This code allows build-up of three-dimensional de novo models of RNAs of sizes up to ~300 nts, given secondary structure and experimental constraints. It can be carried out reasonably automatically, but human curation of submodels along the build-up path may improve accuracy. A fully automated pipeline is in preparation (a previous iteration of this is described in rna assembly documentation).

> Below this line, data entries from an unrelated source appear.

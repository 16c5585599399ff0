//! The program state: a chain of scopes, each holding static and dynamic bindings.
//!
//! Lookups walk up the parent links and return the first entry found. Each REPL submission
//! extends a fresh child of the state it started from, so older states are never changed and a
//! caller may keep any of them around to continue from later.
//!
//! Ids are non-decreasing from parent to child. [`State::nested`] starts a new scope with a
//! greater id, and [`State::child`] adds a node to the same scope with the same id.

mod env;
mod val;

pub use env::{DynEnv, DynFunctor, DynSig, StaticFunctor};
pub use val::{Builtin, Closure, Con, Val, ValDisplay, display_val};

use fast_hash::{FxHashMap, FxHashSet};
use sml_fixity::{Fixity, Infix};
use sml_statics_types::env::{Env, IdStatus, Sig, TyConEnv, TyConInfo, TyInfo, ValInfo};
use sml_statics_types::ty::{Equality, TyCon, TyScheme};
use std::cell::RefCell;
use std::fmt;
use std::rc::Rc;
use str_util::Name;

/// A node in the state chain. Cheap to clone.
#[derive(Clone)]
pub struct State(Rc<Node>);

struct Node {
  id: u32,
  parent: RefCell<Option<State>>,
  scope: RefCell<Scope>,
}

#[derive(Default)]
struct Scope {
  fixities: FxHashMap<Name, Fixity>,
  rebind: FxHashMap<Name, Rebind>,
  counters: FxHashMap<Name, u32>,
  env: Env,
  sigs: FxHashMap<Name, Sig>,
  static_functors: FxHashMap<Name, Rc<StaticFunctor>>,
  ty_cons: TyConEnv,
  dyn_env: DynEnv,
  dyn_sigs: FxHashMap<Name, DynSig>,
  dyn_functors: FxHashMap<Name, Rc<DynFunctor>>,
}

impl fmt::Debug for State {
  fn fmt(&self, f: &mut fmt::Formatter<'_>) -> fmt::Result {
    f.debug_struct("State")
      .field("id", &self.id())
      .field("parent", &self.parent().map(|p| p.id()))
      .finish_non_exhaustive()
  }
}

/// Whether a name may be bound again.
#[derive(Debug, Clone, Copy, PartialEq, Eq)]
pub enum Rebind {
  /// Never, like `true` or `nil`.
  Never,
  /// Only as a value variable, not as a constructor or exception, like `it`.
  Half,
  /// Freely.
  Allowed,
}

/// An attempt to write to a state with an id that is not an ancestor's id.
#[derive(Debug, Clone, Copy, PartialEq, Eq)]
pub struct MissingState(pub u32);

impl fmt::Display for MissingState {
  fn fmt(&self, f: &mut fmt::Formatter<'_>) -> fmt::Result {
    write!(f, "no state with id {} in the chain", self.0)
  }
}

/// A value bound since some state, with its type.
#[derive(Debug, Clone)]
pub struct DynamicChange {
  /// The name.
  pub name: Name,
  /// The value.
  pub val: Val,
  /// The identifier status.
  pub id_status: IdStatus,
  /// The type, if elaboration ran.
  pub ty: Option<TyScheme>,
}

impl Default for State {
  fn default() -> Self {
    Self::new()
  }
}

Here's a movie of models created through iterative application of this modeling workflow on the lariat-capping GIR1 ribozyme, as part of a blind prediction trials (RNA puzzle 5):
This documentation page emphasizes the setup of multiple jobs that together permit the modeling of complex RNA folds. Each of the 'sub-jobs' is either a helix creation, a RNA comparative modeling job rna_thread, or a run with the FARFAR (fragment assembly of RNA with full-atom refinement) de novo modeling application. If desired, sub-models can be grafted together into bigger pieces.
The input files, algorithm, etc. for the FARFAR application are described separately here, but a detailed understanding of those file formats is not necessary for modeling.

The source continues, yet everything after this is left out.